Sunday, January 6, 2019

Miner Queries: Sharpening your pitchfork yet?


As we prepare to begin week three of our federal government shutdown over 45’s border wall tantrum, I’d love to know where individuals’ heads are. While we struggle, living paycheck to paycheck, our out-of-touch legislators seem to think we have unlimited savings to tide us over.

And when I say legislators, I’m talking at the state level, too. In Iowa, we’ve continued to elect Republicans to the statehouse who blindly support the agenda of corporate America. This includes stripping many Iowans’ health and mental health care via our Medicaid debacle, strangling funding for public schools, and cutting corporate taxes and thus shifting the tax burden to individuals and local property owners. I suspect many of these state legislators don’t even realize they’re working against the interests of their own communities and constituents. They simply follow the party line without questioning what they’re told.

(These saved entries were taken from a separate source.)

//! Composition and top-level error types.

use decorator_primitives::Version;
use decorator_registry::RegistryError;
use decorator_schema::ValidationErrors;
use thiserror::Error;

use crate::syntax::SyntaxError;

/// Result alias for composition.
pub type CompositionResult<T> = Result<T, CompositionError>;

/// Result alias for the parse-bind-compose entry point.
pub type DecoratorResult<T> = Result<T, DecoratorError>;

/// Reasons a composition request is rejected. No text is produced when any
/// of these is returned.
#[derive(Debug, Clone, PartialEq, Error)]
pub enum CompositionError {
    /// Two decorators in the request declare a conflict (in either direction).
    #[error("decorators `{first}` and `{second}` conflict")]
    ConflictingDecorators {
        /// Decorator applied first.
        first: String,
        /// Decorator applied second.
        second: String,
    },

    /// A decorator requires companions that are absent.
    #[error("decorator `{decorator}` requires {}", missing.join(", "))]
    MissingRequiredDecorator {
        /// Decorator declaring the requirement.
        decorator: String,
        /// Absent names, sorted.
        missing: Vec<String>,
    },

    /// `Version` appeared somewhere other than first.
    #[error("the Version decorator must come first, found at position {position}")]
    MisplacedVersionDecorator {
        /// Zero-based position in the request.
        position: usize,
    },

    /// More than one decorator wants to replace the whole prompt.
    #[error("decorators `{first}` and `{second}` both replace the prompt")]
    ConflictingReplace {
        /// First replacing decorator.
        first: String,
        /// Second replacing decorator.
        second: String,
    },

    /// The `Version` decorator named a value that is not a semantic version.
    #[error("invalid standard version `{value}`")]
    InvalidStandardVersion {
        /// Supplied value.
        value: String,
    },

    /// A decorator does not support the request's standard version.
    #[error("decorator `{decorator}` does not support standard version {standard}")]
    UnsupportedStandardVersion {
        /// Offending decorator.
        decorator: String,
        /// Standard version in effect.
        standard: Version,
    },

    /// A decorator does not list the configured target model.
    #[error("decorator `{decorator}` does not support model `{model}`")]
    UnsupportedModel {
        /// Offending decorator.
        decorator: String,
        /// Configured target model.
        model: String,
    },

    /// A meta-decorator referenced itself or another meta-decorator.
    #[error("`{meta}` cannot reference meta-decorator `{reference}`")]
    InvalidMetaReference {
        /// Referencing meta-decorator.
        meta: String,
        /// Referenced name.
        reference: String,
    },

    /// A name referenced by a meta-decorator could not be resolved.
    #[error(transparent)]
    Registry(#[from] RegistryError),

    /// A decorator introduced by a meta-decorator could not be bound with
    /// its defaults.
    #[error(transparent)]
    Binding(#[from] ValidationErrors),
}

/// Any failure from parsing, resolving, binding, or composing a prompt.
#[derive(Debug, Error)]
pub enum DecoratorError {
    /// Invocation text was malformed.
    #[error(transparent)]
    Syntax(#[from] SyntaxError),
    /// A decorator or version could not be resolved.
    #[error(transparent)]
    Registry(#[from] RegistryError),
    /// Parameters failed validation.
    #[error(transparent)]
    Validation(#[from] ValidationErrors),
    /// The request as a whole was rejected.
    #[error(transparent)]
    Composition(#[from] CompositionError),
}
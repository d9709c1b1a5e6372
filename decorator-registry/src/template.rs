//! Transformation templates: how a decorator turns parameters into text.

use std::collections::BTreeMap;

use decorator_schema::ParamValue;
use serde::{Deserialize, Serialize};

/// Where a decorator's rendered text goes relative to the base prompt.
#[derive(Clone, Copy, Debug, Default, PartialEq, Eq, Hash, PartialOrd, Ord, Serialize, Deserialize)]
#[serde(rename_all = "lowercase")]
pub enum Placement {
    /// Before the base prompt.
    #[default]
    Prepend,
    /// After the base prompt.
    Append,
    /// Becomes the entire output.
    Override,
    /// Becomes the entire output.
    Replace,
}

impl Placement {
    /// Returns true for placements whose text replaces the whole prompt.
    #[must_use]
    pub const fn replaces_prompt(self) -> bool {
        matches!(self, Self::Override | Self::Replace)
    }

    /// Lowercase name as written in definitions.
    #[must_use]
    pub const fn as_str(self) -> &'static str {
        match self {
            Self::Prepend => "prepend",
            Self::Append => "append",
            Self::Override => "override",
            Self::Replace => "replace",
        }
    }
}

/// How several decorators sharing a placement bucket combine.
#[derive(Clone, Copy, Debug, Default, PartialEq, Eq, Hash, Serialize, Deserialize)]
#[serde(rename_all = "lowercase")]
pub enum CompositionBehavior {
    /// Later instances replace earlier ones in the bucket, and parameter
    /// fragments stand in for the base instruction.
    Override,
    /// Fragments are concatenated in application order, after the base
    /// instruction.
    #[default]
    Accumulate,
}

/// Maps one parameter's value to an instruction fragment.
#[derive(Clone, Debug, PartialEq, Eq, Serialize, Deserialize)]
#[serde(untagged)]
pub enum ParameterMapping {
    /// Format string with a `{value}` placeholder.
    Format {
        /// Text containing `{value}`.
        format: String,
    },
    /// Lookup table from the value's literal form to text. Booleans use the
    /// keys `true` and `false`.
    ValueMap {
        /// Value literal to fragment.
        #[serde(rename = "valueMap")]
        value_map: BTreeMap<String, String>,
    },
}

impl ParameterMapping {
    /// Creates a format mapping.
    #[must_use]
    pub fn format(format: impl Into<String>) -> Self {
        Self::Format {
            format: format.into(),
        }
    }

    /// Creates a lookup mapping.
    #[must_use]
    pub fn value_map<I, K, V>(entries: I) -> Self
    where
        I: IntoIterator<Item = (K, V)>,
        K: Into<String>,
        V: Into<String>,
    {
        Self::ValueMap {
            value_map: entries
                .into_iter()
                .map(|(key, value)| (key.into(), value.into()))
                .collect(),
        }
    }

    /// Renders the fragment for `value`. An unmapped lookup key yields an
    /// empty fragment.
    #[must_use]
    pub fn render(&self, value: &ParamValue) -> String {
        match self {
            Self::Format { format } => format.replace("{value}", &value.to_string()),
            Self::ValueMap { value_map } => value_map
                .get(&value.to_string())
                .cloned()
                .unwrap_or_default(),
        }
    }
}

/// Declarative description of a decorator's transformation.
#[derive(Clone, Debug, Default, PartialEq, Eq, Serialize, Deserialize)]
#[serde(rename_all = "camelCase")]
pub struct TransformationTemplate {
    /// Base instruction text; may embed `{parameter}` placeholders.
    pub instruction: String,
    /// Per-parameter fragment rules.
    #[serde(default, skip_serializing_if = "BTreeMap::is_empty")]
    pub parameter_mapping: BTreeMap<String, ParameterMapping>,
    /// Target bucket.
    #[serde(default)]
    pub placement: Placement,
    /// Bucket combination rule.
    #[serde(default)]
    pub composition_behavior: CompositionBehavior,
}
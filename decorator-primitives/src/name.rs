//! Decorator identifiers.

use std::borrow::Borrow;
use std::fmt::{self, Display, Formatter};
use std::str::FromStr;

use serde::{Deserialize, Serialize};

use crate::error::{Error, Result};

const MAX_NAME_LEN: usize = 64;

/// Case-sensitive identifier of a decorator, e.g. `Reasoning` or `ELI5`.
#[derive(Clone, Debug, Eq, PartialEq, Ord, PartialOrd, Hash, Serialize, Deserialize)]
#[serde(try_from = "String", into = "String")]
pub struct DecoratorName(String);

impl DecoratorName {
    /// Creates a decorator name after validating its format.
    ///
    /// # Errors
    ///
    /// Returns [`Error::InvalidName`] if the name is empty, too long, does not
    /// start with an ASCII letter, or contains characters other than ASCII
    /// alphanumerics and underscores.
    pub fn new(name: impl Into<String>) -> Result<Self> {
        let name = name.into();
        validate_name(&name)?;
        Ok(Self(name))
    }

    /// Returns the name as a string slice.
    #[must_use]
    pub fn as_str(&self) -> &str {
        &self.0
    }
}

fn validate_name(name: &str) -> Result<()> {
    let reason = if name.is_empty() {
        "name cannot be empty".to_owned()
    } else if name.len() > MAX_NAME_LEN {
        format!("name length must be <= {MAX_NAME_LEN}")
    } else if !name.starts_with(|c: char| c.is_ascii_alphabetic()) {
        "name must start with an ASCII letter".to_owned()
    } else if !name.chars().all(|c| c.is_ascii_alphanumeric() || c == '_') {
        "name must contain only ASCII letters, digits, or underscores".to_owned()
    } else {
        return Ok(());
    };

    Err(Error::InvalidName {
        name: name.to_owned(),
        reason,
    })
}

impl Display for DecoratorName {
    fn fmt(&self, f: &mut Formatter<'_>) -> fmt::Result {
        f.write_str(&self.0)
    }
}

impl Borrow<str> for DecoratorName {
    fn borrow(&self) -> &str {
        &self.0
    }
}

impl AsRef<str> for DecoratorName {
    fn as_ref(&self) -> &str {
        &self.0
    }
}

impl PartialEq<str> for DecoratorName {
    fn eq(&self, other: &str) -> bool {
        self.0 == other
    }
}

impl PartialEq<&str> for DecoratorName {
    fn eq(&self, other: &&str) -> bool {
        self.0 == *other
    }
}

impl TryFrom<String> for DecoratorName {
    type Error = Error;

    fn try_from(value: String) -> Result<Self> {
        Self::new(value)
    }
}

impl FromStr for DecoratorName {
    type Err = Error;

    fn from_str(s: &str) -> Result<Self> {
        Self::new(s)
    }
}

impl From<DecoratorName> for String {
    fn from(value: DecoratorName) -> Self {
        value.0
    }
}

Years ago, as a school board director, I was engaged in conversation at the statehouse with a former Iowa senator. We were chatting about education and her work as a senator, and she began to tell me about a fabulous retreat she’d been to out of state at a balmy resort. As she was “educated” about various policies, she had plainly been bedazzled by the setting. Her enthusiasm struck me at the time and stuck with me.

Several years later, I began to read about the work of the American Legislative Exchange Council (ALEC). This group, funded and led by the Koch Brothers, works to write legislation called “model bills,” which they introduce to federal and state legislators at swanky conferences. Although ALEC works to influence legislators of both parties, over the years they’ve determined the Republican party fits their agenda best. The Center for Media and Democracy has researched and published about ALEC’s work at https://www.alecexposed.org/wiki/ALEC_Exposed. Suddenly, a light bulb went off over my head. This legislator, a Republican, had been attending ALEC conferences.

Do we want state laws written by corporate attorneys from who knows where? But that’s what’s been happening. Much of Iowa's recent legislation bears a striking resemblance to ALEC's body of model bills. And thanks to corporate media outlets and shrinking independent media sources, citizens don’t know.

How did this happen? Back in the late 70s and early 80s, Terry Branstad was involved in the initiative to build ALEC. Then, Iowans elected him governor. Iowa’s ability to fund schools and other services for the common good have been shrinking ever since. We’re on the road to Kansas.

Meanwhile at the federal level, in 2016, underinformed Americans were scammed into voting for the current occupant of the White House. And what has the 45th president done for them? He’s alienated our trading partners and allies, wrecked our markets, and now he’s left thousands of federal workers with no income. Congressional Republicans have been no help.

So, I’m ready to get my pitchfork out and protest. If you want to see any progress, you better, too. Because until GOP politicians can feel our pain, I don’t think they intend to move.